CS3103-Lecture-9

File Concept

  • File is a contiguous logical address space for storing information

    • database, audio, video, web pages…
  • There are different types of file

    • data: numeric, character, binary, multimedia

    • program

    • device

    • proc file system

      • file-system interface to retrieve system information

File Attributes

  • Name - the only information kept in human-readable form
  • Identifier - uniuqe tag (number) identifies file within file system
  • Type - needed for systems that support different types
  • Location - pointer to file location on device
  • Size - current file size
  • Protection - controls who can do reading, writing, executing
  • Time, date, and user identification - data for protection, securtiy, and usage monitoring
  • Many variations, including extended file attributes such as file checksum

File Operations

  • OS provides file operations to
    • create:
      • space in the file system should be found
      • an entry must be allocated in the directory
    • open:
      • return a handler for other perations
      • most operations need the file to be opened first
    • read/write:
      • need to maintain a pointer
    • repostion within file -seek
    • delete
      • release file space
    • truncate:
      • shortening the length of a file. When truncated, its contents are preserved up to a certain point, after which any data that falls beyond that point is deleted or lost
    • other operations can be implemented using these ones
      • copy: create and read/write

Open Files

  • Data needed to manage open files:
    • File handle: a data structure that represents an open file. It countains information such as the file’s name, its current position in the file, and any file-related flags or attributes (such as read-only or write-through mode)

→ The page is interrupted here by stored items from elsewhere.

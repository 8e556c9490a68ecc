//! Produce a tagged copy of a source file at its organized location.
//!
//! The copy is built in a staging file next to the target and only published
//! once its tag is saved, so a failed write never leaves a partial file at
//! the target path. The source file is only ever read.

use std::fs::{self, File, FileTimes};
use std::io;
use std::path::{Path, PathBuf};
use std::sync::Arc;

use lofty::config::WriteOptions;
use lofty::tag::TagExt;
use serde::{Deserialize, Serialize};
use tempfile::NamedTempFile;

use super::{Container, TagSet, TagWriteError, apply, apply_id3v1, probe_id3v1};
use crate::organizer::{self, TargetLocks};

/// What to do when the target file already exists
#[derive(Debug, Clone, Copy, PartialEq, Eq, Default, Serialize, Deserialize)]
#[serde(rename_all = "lowercase")]
pub enum ExistingPolicy {
    /// Leave the existing file alone and report the track as skipped
    #[default]
    Skip,
    /// Replace the existing file
    Overwrite,
}

/// Result of a successful write call
#[derive(Debug, Clone, PartialEq, Eq)]
pub enum WriteOutcome {
    Written(PathBuf),
    SkippedExisting(PathBuf),
}

impl WriteOutcome {
    pub fn path(&self) -> &Path {
        match self {
            Self::Written(path) | Self::SkippedExisting(path) => path,
        }
    }
}

/// Writes tagged copies under an output root
#[derive(Debug, Clone)]
pub struct TagWriter {
    output_root: PathBuf,
    extension: String,
    policy: ExistingPolicy,
    locks: Arc<TargetLocks>,
}

impl TagWriter {
    pub fn new(output_root: impl Into<PathBuf>, policy: ExistingPolicy) -> Self {
        Self {
            output_root: output_root.into(),
            extension: "mp3".to_string(),
            policy,
            locks: Arc::new(TargetLocks::new()),
        }
    }

    pub fn with_extension(mut self, extension: impl Into<String>) -> Self {
        self.extension = extension.into();
        self
    }

    pub fn output_root(&self) -> &Path {
        &self.output_root
    }

    pub fn policy(&self) -> ExistingPolicy {
        self.policy
    }

    /// Where a track with this identity would be written.
    pub fn target_for(&self, tags: &TagSet) -> PathBuf {
        organizer::target_path(&self.output_root, &tags.artist, &tags.title, &self.extension)
    }

    /// Copy `source` to its target path and write `tags` into the copy.
    ///
    /// Blocking: call from a blocking-capable context.
    pub fn write(&self, source: &Path, tags: &TagSet) -> Result<WriteOutcome, TagWriteError> {
        let target = self.target_for(tags);
        let artist_dir = target
            .parent()
            .map(Path::to_path_buf)
            .unwrap_or_else(|| self.output_root.clone());

        fs::create_dir_all(&artist_dir).map_err(|e| TagWriteError::io(&artist_dir, e))?;

        self.locks.with_lock(&target, || {
            self.write_locked(source, tags, &artist_dir, &target)
        })
    }

    fn write_locked(
        &self,
        source: &Path,
        tags: &TagSet,
        artist_dir: &Path,
        target: &Path,
    ) -> Result<WriteOutcome, TagWriteError> {
        if self.policy == ExistingPolicy::Skip && target.exists() {
            return Ok(WriteOutcome::SkippedExisting(target.to_path_buf()));
        }

        let staging = stage_copy(source, artist_dir)?;

        let tag = Container::probe(staging.path())?.into_tag();
        apply(tag, tags)
            .save_to_path(staging.path(), WriteOptions::default())
            .map_err(|e| TagWriteError::tag(staging.path(), e))?;

        // A stale ID3v1 block would still name the old track
        if let Some(v1) = probe_id3v1(staging.path())? {
            apply_id3v1(v1, tags)
                .save_to_path(staging.path(), WriteOptions::default())
                .map_err(|e| TagWriteError::tag(staging.path(), e))?;
        }

        self.publish(staging, target)
    }

    fn publish(
        &self,
        staging: NamedTempFile,
        target: &Path,
    ) -> Result<WriteOutcome, TagWriteError> {
        let persisted = match self.policy {
            ExistingPolicy::Skip => staging.persist_noclobber(target),
            ExistingPolicy::Overwrite => staging.persist(target),
        };

        match persisted {
            Ok(_) => Ok(WriteOutcome::Written(target.to_path_buf())),
            // Another process created the target after our existence check
            Err(e) if e.error.kind() == io::ErrorKind::AlreadyExists => {
                Ok(WriteOutcome::SkippedExisting(target.to_path_buf()))
            }
            Err(e) => Err(TagWriteError::io(target, e.error)),
        }
    }
}

/// Copy `source` into a new staging file in `dir`, carrying over its
/// modification and access times. The staging file is deleted on drop.
fn stage_copy(source: &Path, dir: &Path) -> Result<NamedTempFile, TagWriteError> {
    let mut input = File::open(source).map_err(|e| TagWriteError::io(source, e))?;
    let source_meta = input.metadata().map_err(|e| TagWriteError::io(source, e))?;

    let mut staging = tempfile::Builder::new()
        .prefix(".retag-")
        .suffix(".part")
        .tempfile_in(dir)
        .map_err(|e| TagWriteError::io(dir, e))?;

    io::copy(&mut input, staging.as_file_mut())
        .map_err(|e| TagWriteError::io(staging.path(), e))?;

    let mut times = FileTimes::new();
    if let Ok(modified) = source_meta.modified() {
        times = times.set_modified(modified);
    }
    if let Ok(accessed) = source_meta.accessed() {
        times = times.set_accessed(accessed);
    }
    staging
        .as_file()
        .set_times(times)
        .map_err(|e| TagWriteError::io(staging.path(), e))?;
    staging
        .as_file()
        .sync_all()
        .map_err(|e| TagWriteError::io(staging.path(), e))?;

    Ok(staging)
}
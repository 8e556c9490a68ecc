//! Command-line interface for music-retagger.
//!
//! Each subcommand is implemented in its own module under `commands`:
//! - `run`: batch recognition and tagging of a directory
//! - `identify`: recognize and resolve a single file, writing nothing
//! - `tools`: tool/credential checks and config file creation

mod commands;

use clap::{Args, Parser, Subcommand};
use std::path::PathBuf;
use std::process::ExitCode;

use crate::config::Config;
use crate::metadata::ExistingPolicy;

/// Music Retagger CLI
#[derive(Parser)]
#[command(author, version, about, long_about = None)]
pub struct Cli {
    /// Config file (default: the OS config directory)
    #[arg(long, global = true)]
    pub config: Option<PathBuf>,

    #[command(subcommand)]
    pub command: Commands,
}

/// Available subcommands
#[derive(Subcommand)]
pub enum Commands {
    /// Recognize every file in a directory and write tagged copies
    Run(RunArgs),
    /// Recognize and resolve one file and print the result
    Identify {
        /// Path to the audio file
        path: PathBuf,
        #[command(flatten)]
        credentials: CredentialArgs,
    },
    /// Check if fingerprinting tools and credentials are available
    CheckTools {
        #[command(flatten)]
        credentials: CredentialArgs,
    },
    /// Write a config file with default settings
    InitConfig {
        /// Where to write it (default: the OS config directory)
        path: Option<PathBuf>,
        /// Replace an existing file
        #[arg(long)]
        force: bool,
    },
}

/// API credentials, from flags or the environment
#[derive(Args, Debug, Clone, Default)]
pub struct CredentialArgs {
    /// AcoustID API key (or set ACOUSTID_API_KEY env var)
    #[arg(long, env = "ACOUSTID_API_KEY", hide_env_values = true)]
    pub acoustid_key: Option<String>,
    /// AudD API token (or set AUDD_API_TOKEN env var)
    #[arg(long, env = "AUDD_API_TOKEN", hide_env_values = true)]
    pub audd_token: Option<String>,
}

impl CredentialArgs {
    /// Layer these credentials over the config file's.
    pub fn apply(&self, config: &mut Config) {
        if let Some(key) = &self.acoustid_key {
            config.credentials.acoustid_api_key = Some(key.clone());
        }
        if let Some(token) = &self.audd_token {
            config.credentials.audd_api_token = Some(token.clone());
        }
    }
}

/// Options for the `run` command. Unset options keep the config file value.
#[derive(Args, Debug, Clone, Default)]
pub struct RunArgs {
    /// Directory containing the input files
    #[arg(short, long)]
    pub source: Option<PathBuf>,
    /// Root directory for the tagged copies
    #[arg(short, long)]
    pub target: Option<PathBuf>,
    #[command(flatten)]
    pub credentials: CredentialArgs,
    /// Files processed at the same time
    #[arg(short = 'j', long)]
    pub concurrency: Option<usize>,
    /// Replace existing output files instead of skipping them
    #[arg(long)]
    pub overwrite: bool,
    /// Scan subdirectories of the source
    #[arg(short, long)]
    pub recursive: bool,
    /// Append-only log of every processed file
    #[arg(long)]
    pub log_file: Option<PathBuf>,
    /// Exit with an error when more than this fraction of files fail (0.0-1.0)
    #[arg(long)]
    pub max_failure_ratio: Option<f64>,
    /// Write a JSON report of the batch to this file
    #[arg(long)]
    pub report: Option<PathBuf>,
}

impl RunArgs {
    /// Layer the command-line options over `config`.
    pub fn apply(&self, config: &mut Config) {
        if let Some(source) = &self.source {
            config.paths.source = Some(source.clone());
        }
        if let Some(target) = &self.target {
            config.paths.target = Some(target.clone());
        }
        if let Some(log_file) = &self.log_file {
            config.paths.log_file = log_file.clone();
        }
        self.credentials.apply(config);
        if let Some(concurrency) = self.concurrency {
            config.batch.concurrency = concurrency;
        }
        if self.overwrite {
            config.batch.on_existing = ExistingPolicy::Overwrite;
        }
        if self.recursive {
            config.batch.recursive = true;
        }
        if let Some(ratio) = self.max_failure_ratio {
            config.batch.max_failure_ratio = ratio;
        }
    }
}

/// Run the parsed command and return the process exit code.
pub fn run_command(cli: &Cli) -> anyhow::Result<ExitCode> {
    match &cli.command {
        Commands::Run(args) => commands::cmd_run(cli.config.as_deref(), args),
        Commands::Identify { path, credentials } => {
            commands::cmd_identify(cli.config.as_deref(), path, credentials)
        }
        Commands::CheckTools { credentials } => {
            commands::cmd_check_tools(cli.config.as_deref(), credentials)
        }
        Commands::InitConfig { path, force } => commands::cmd_init_config(path.as_deref(), *force),
    }
}

#[cfg(test)]
mod tests {
    use super::*;

    #[test]
    fn test_cli_definition_is_valid() {
        use clap::CommandFactory;
        Cli::command().debug_assert();
    }

    #[test]
    fn test_run_args_override_config() {
        let cli = Cli::try_parse_from([
            "music-retagger",
            "run",
            "--source",
            "/music/in",
            "--target",
            "/music/out",
            "-j",
            "8",
            "--overwrite",
            "--recursive",
            "--max-failure-ratio",
            "0.2",
            "--acoustid-key",
            "flag-key",
        ])
        .unwrap();
        let Commands::Run(args) = cli.command else {
            panic!("expected run command");
        };

        let mut config = Config::default();
        config.batch.concurrency = 2;
        args.apply(&mut config);

        assert_eq!(config.paths.source, Some(PathBuf::from("/music/in")));
        assert_eq!(config.paths.target, Some(PathBuf::from("/music/out")));
        assert_eq!(config.batch.concurrency, 8);
        assert_eq!(config.batch.on_existing, ExistingPolicy::Overwrite);
        assert!(config.batch.recursive);
        assert_eq!(config.batch.max_failure_ratio, 0.2);
        assert_eq!(config.credentials.acoustid_api_key.as_deref(), Some("flag-key"));
    }

    #[test]
    fn test_unset_run_args_keep_config_values() {
        let mut config = Config::default();
        config.paths.source = Some(PathBuf::from("/from/file"));
        config.batch.on_existing = ExistingPolicy::Overwrite;
        config.batch.concurrency = 3;

        RunArgs::default().apply(&mut config);

        assert_eq!(config.paths.source, Some(PathBuf::from("/from/file")));
        assert_eq!(config.batch.on_existing, ExistingPolicy::Overwrite);
        assert_eq!(config.batch.concurrency, 3);
    }

    #[test]
    fn test_global_config_flag() {
        let cli = Cli::try_parse_from([
            "music-retagger",
            "identify",
            "song.mp3",
            "--config",
            "/etc/retagger.toml",
        ])
        .unwrap();

        assert_eq!(cli.config, Some(PathBuf::from("/etc/retagger.toml")));
        assert!(matches!(cli.command, Commands::Identify { .. }));
    }
}
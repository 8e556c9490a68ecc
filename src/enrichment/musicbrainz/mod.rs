//! MusicBrainz API integration
//!
//! Resolves a recording MBID (typically from AcoustID) into title, primary
//! artist and release.
//!
//! API docs: https://musicbrainz.org/doc/MusicBrainz_API

pub mod dto;
mod adapter;
mod client;

pub use adapter::to_details;
pub use client::MusicBrainzClient;
//! Cover Art Archive API Data Transfer Objects
//!
//! The Cover Art Archive (https://coverartarchive.org) provides album artwork
//! for MusicBrainz releases. It's a free service with no API key required.
//!
//! API Reference: https://wiki.musicbrainz.org/Cover_Art_Archive/API

use serde::{Deserialize, Serialize};

/// Cover art listing for a release
#[derive(Debug, Clone, Deserialize, Serialize)]
pub struct CoverArtResponse {
    /// Array of images for this release
    #[serde(default)]
    pub images: Vec<Image>,
    /// URL of the release on MusicBrainz
    pub release: Option<String>,
}

/// A single cover art image
#[derive(Debug, Clone, Deserialize, Serialize)]
pub struct Image {
    /// Whether this is the front cover
    #[serde(default)]
    pub front: bool,
    /// Whether this is the back cover
    #[serde(default)]
    pub back: bool,
    /// Image types (Front, Back, Booklet, etc.)
    #[serde(default)]
    pub types: Vec<String>,
    /// URL to full-size image
    pub image: String,
    /// Thumbnail URLs
    #[serde(default)]
    pub thumbnails: Thumbnails,
    /// Image ID. The archive has served both numbers and strings here.
    pub id: Option<serde_json::Value>,
}

/// Available thumbnail sizes
#[derive(Debug, Clone, Default, Deserialize, Serialize)]
pub struct Thumbnails {
    /// 250px thumbnail
    #[serde(rename = "250")]
    pub small: Option<String>,
    /// 500px thumbnail
    #[serde(rename = "500")]
    pub large: Option<String>,
    /// 1200px thumbnail (if available)
    #[serde(rename = "1200")]
    pub xlarge: Option<String>,
}
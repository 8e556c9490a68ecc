//! Trait definitions for external API clients.
//!
//! These traits enable dependency injection and mocking for tests.
//! Production code uses the real client implementations, while tests
//! can substitute mock implementations.
//!
//! # Example
//!
//! ```ignore
//! use music_retagger::enrichment::traits::RecognitionProvider;
//!
//! async fn first_guess(provider: &dyn RecognitionProvider, path: &Path) {
//!     let candidates = provider.recognize(path).await?;
//! }
//! ```

use std::path::Path;

use async_trait::async_trait;

use super::coverart::CoverSize;
use super::domain::{EnrichmentError, RecognitionCandidate, RecordingDetails};

/// A service that identifies an audio file.
///
/// Implement this trait to create mock implementations for testing.
#[async_trait]
pub trait RecognitionProvider: Send + Sync {
    /// Short name used in logs and configuration ("acoustid", "audd").
    fn name(&self) -> &'static str;

    /// Identify the file. An empty list means the service found nothing.
    async fn recognize(&self, path: &Path) -> Result<Vec<RecognitionCandidate>, EnrichmentError>;
}

/// Trait for MusicBrainz metadata lookup.
#[async_trait]
pub trait MusicBrainzApi: Send + Sync {
    /// Look up a recording by its MusicBrainz ID.
    async fn lookup_recording(&self, recording_id: &str)
    -> Result<RecordingDetails, EnrichmentError>;
}

/// Trait for Cover Art Archive lookup.
#[async_trait]
pub trait CoverArtApi: Send + Sync {
    /// Locator of the front cover for a release, if it has any artwork.
    async fn front_cover_reference(
        &self,
        release_id: &str,
        size: CoverSize,
    ) -> Result<Option<String>, EnrichmentError>;
}

/// Plain HTTP image download.
#[async_trait]
pub trait ArtworkSource: Send + Sync {
    async fn download_image(&self, url: &str) -> Result<Vec<u8>, EnrichmentError>;
}

// Implement traits for real clients

#[async_trait]
impl MusicBrainzApi for super::musicbrainz::MusicBrainzClient {
    async fn lookup_recording(
        &self,
        recording_id: &str,
    ) -> Result<RecordingDetails, EnrichmentError> {
        self.lookup_recording(recording_id).await
    }
}

#[async_trait]
impl CoverArtApi for super::coverart::CoverArtClient {
    async fn front_cover_reference(
        &self,
        release_id: &str,
        size: CoverSize,
    ) -> Result<Option<String>, EnrichmentError> {
        self.front_cover_reference(release_id, size).await
    }
}

#[async_trait]
impl ArtworkSource for super::coverart::CoverArtClient {
    async fn download_image(&self, url: &str) -> Result<Vec<u8>, EnrichmentError> {
        self.download_image(url).await
    }
}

    • File descriptor: a small integer that identifier an open file within a process. It is used by the operating system to manage the file’s access permissions and to track its usage by various processes.

    • File table: a data structure that maintains a list of all open files in the system, along with their associated file handles and file descriptors.

    • File cache: A file cache is a portion of memory that the operating system uses to store recently accessed portions of open files.

    • Lock table: keeps track of which processes have locked which files and ensures that conflicting lock requests are resolved appropriately.

    • I/O buffer: a portion of memory that is used to temporarily store file data as it is read or written. The OS typically uses a pool of I/O buffers to improve file access performance and to minimize disk accesses.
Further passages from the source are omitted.